Entrevista: Shigeru Miyamoto falando sobre Zelda: A Link to the Past

Acompanhe a entrevista com Shigeru Miyamoto falando sobre Zelda: A Link to the Past. Ela foi publicada pela primeira vez na revista japonesa Famicom Tsuushin, em janeiro de 1992 — apenas dois meses após o lançamento do game. Interessante para entender os pontos de vista do desenvolvedor e do público (na figura do entrevistador) quando o produto ainda era novo de mercado.

É uma combinação de ideias de design e anedotas, no típico estilo de Miyamoto. Ele fala especificamente sobre A Link to the Past, conta detalhes sobre a equipe, sugestões deixadas de fora e proposições de game design em geral.

A tradução para o inglês é do site Shmuplations e de Gliterberri, e em português é do MB, claro.

Pergunta: Tanto Legend of Zelda quanto Adventures of Link eram games do Famicom Disk System. Ao mesmo tempo que eram famosos, pra quem nunca havia tido um FDS, eram vistos como encantadoras obras de arte misteriosas.
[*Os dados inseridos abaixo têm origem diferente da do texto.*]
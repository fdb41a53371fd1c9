//! JsonFileTodoStore - JSON ファイル 1 つに全 todo を保存するストア
//!
//! # ファイル形式
//! ```json
//! { "next_id": 3, "todos": [ { "id": 1, "title": "...", "status": "active", "priority": 1, ... } ] }
//! ```
//!
//! # 実装詳細
//! - 操作ごとにファイルを読み込み、変更があれば書き戻す
//! - 書き込みは一時ファイル + fsync + rename（途中状態のファイルを残さない、失敗時は一時ファイルを消す）
//! - ファイルが存在しなければ空のストアとして扱う
//! - 同一プロセス内の操作は Mutex で直列化する

use std::path::{Path, PathBuf};

use async_trait::async_trait;
use serde::{Deserialize, Serialize};
use tokio::io::AsyncWriteExt;
use tokio::sync::Mutex;

use crate::domain::{Todo, TodoDraft, TodoId};
use crate::ports::{StoreError, TodoStore};

#[derive(Debug, Serialize, Deserialize)]
struct Document {
    next_id: TodoId,
    #[serde(default)]
    todos: Vec<Todo>,
}

impl Default for Document {
    fn default() -> Self {
        Self {
            next_id: TodoId::new(1),
            todos: Vec::new(),
        }
    }
}

impl Document {
    /// 読み込んだ内容の整合性チェック
    fn validate(mut self) -> Result<Self, StoreError> {
        if self.next_id == TodoId::new(0) {
            return Err(StoreError::Corrupted("next_id must be at least 1".to_string()));
        }
        self.todos.sort_by_key(|todo| todo.id);
        if let Some(pair) = self.todos.windows(2).find(|w| w[0].id == w[1].id) {
            return Err(StoreError::Corrupted(format!("duplicate id {}", pair[0].id)));
        }
        if let Some(last) = self.todos.last()
            && last.id >= self.next_id
        {
            return Err(StoreError::Corrupted(format!(
                "next_id {} is not greater than existing id {}",
                self.next_id, last.id
            )));
        }
        Ok(self)
    }

    fn position(&self, id: TodoId) -> Option<usize> {
        self.todos.binary_search_by_key(&id, |todo| todo.id).ok()
    }
}

/// JsonFileTodoStore は JSON ファイルをバックエンドにしたストア
pub struct JsonFileTodoStore {
    path: PathBuf,
    lock: Mutex<()>,
}

impl JsonFileTodoStore {
    pub fn new(path: impl Into<PathBuf>) -> Self {
        Self {
            path: path.into(),
            lock: Mutex::new(()),
        }
    }

    pub fn path(&self) -> &Path {
        &self.path
    }

    async fn load(&self) -> Result<Document, StoreError> {
        let bytes = match tokio::fs::read(&self.path).await {
            Ok(bytes) => bytes,
            Err(e) if e.kind() == std::io::ErrorKind::NotFound => {
                return Ok(Document::default());
            }
            Err(e) => return Err(e.into()),
        };
        let document: Document = serde_json::from_slice(&bytes)?;
        document.validate()
    }

    async fn save(&self, document: &Document) -> Result<(), StoreError> {
        if let Some(parent) = self.path.parent()
            && !parent.as_os_str().is_empty()
        {
            tokio::fs::create_dir_all(parent).await?;
        }
        let bytes = serde_json::to_vec_pretty(document)?;
        let tmp = self.tmp_path();
        if let Err(e) = self.replace_with(&tmp, &bytes).await {
            let _ = tokio::fs::remove_file(&tmp).await;
            tracing::warn!(path = %self.path.display(), error = %e, "failed to save todo store");
            return Err(e.into());
        }
        tracing::trace!(path = %self.path.display(), todos = document.todos.len(), "saved todo store");
        Ok(())
    }

    async fn replace_with(&self, tmp: &Path, bytes: &[u8]) -> std::io::Result<()> {
        let mut file = tokio::fs::File::create(tmp).await?;
        file.write_all(bytes).await?;
        file.sync_all().await?;
        drop(file);
        tokio::fs::rename(tmp, &self.path).await
    }

    fn tmp_path(&self) -> PathBuf {
        let mut name = self
            .path
            .file_name()
            .map(|n| n.to_os_string())
            .unwrap_or_else(|| "todos.json".into());
        name.push(".tmp");
        self.path.with_file_name(name)
    }
}

#[async_trait]
impl TodoStore for JsonFileTodoStore {
    async fn all(&self) -> Result<Vec<Todo>, StoreError> {
        let _guard = self.lock.lock().await;
        Ok(self.load().await?.todos)
    }

    async fn get(&self, id: TodoId) -> Result<Option<Todo>, StoreError> {
        let _guard = self.lock.lock().await;
        let document = self.load().await?;
        Ok(document.position(id).map(|i| document.todos[i].clone()))
    }

    async fn insert(&self, draft: TodoDraft) -> Result<Todo, StoreError> {
        let _guard = self.lock.lock().await;
        let mut document = self.load().await?;
        let id = document.next_id;
        document.next_id = id
            .next()
            .ok_or_else(|| StoreError::Corrupted(format!("todo ids exhausted at {id}")))?;
        let todo = Todo::from_draft(id, draft);
        // 採番は単調増加なので末尾に追加すれば id 順が保たれる
        document.todos.push(todo.clone());
        self.save(&document).await?;
        Ok(todo)
    }

    async fn update(&self, todo: Todo) -> Result<Option<Todo>, StoreError> {
        let _guard = self.lock.lock().await;
        let mut document = self.load().await?;
        let Some(index) = document.position(todo.id) else {
            return Ok(None);
        };
        document.todos[index] = todo.clone();
        self.save(&document).await?;
        Ok(Some(todo))
    }

    async fn delete(&self, id: TodoId) -> Result<bool, StoreError> {
        let _guard = self.lock.lock().await;
        let mut document = self.load().await?;
        let Some(index) = document.position(id) else {
            return Ok(false);
        };
        document.todos.remove(index);
        self.save(&document).await?;
        Ok(true)
    }
}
Agora que Zelda está chegando ao Super Famicom, tenho a impressão que será a primeira experiência de Zelda para muita gente.

Miyamoto: Sim, são cinco anos desde que o primeiro Legend of Zelda foi lançado. Se você não os jogou, recomendo a versão NES (rindo). Não tem tempo de carregamento de disco, e o ritmo é bom.

P: Entendo que ambos os games continuam no top 10 de vendas na América. O primeiro é especialmente bem aceito. Sendo este o caso, imagino que as expectativas para a versão SNES de Zelda devam ser extremamente altas. Quando chega a versão SNES?

M: Nessa primavera. Mas não fizemos um anúncio oficial ainda.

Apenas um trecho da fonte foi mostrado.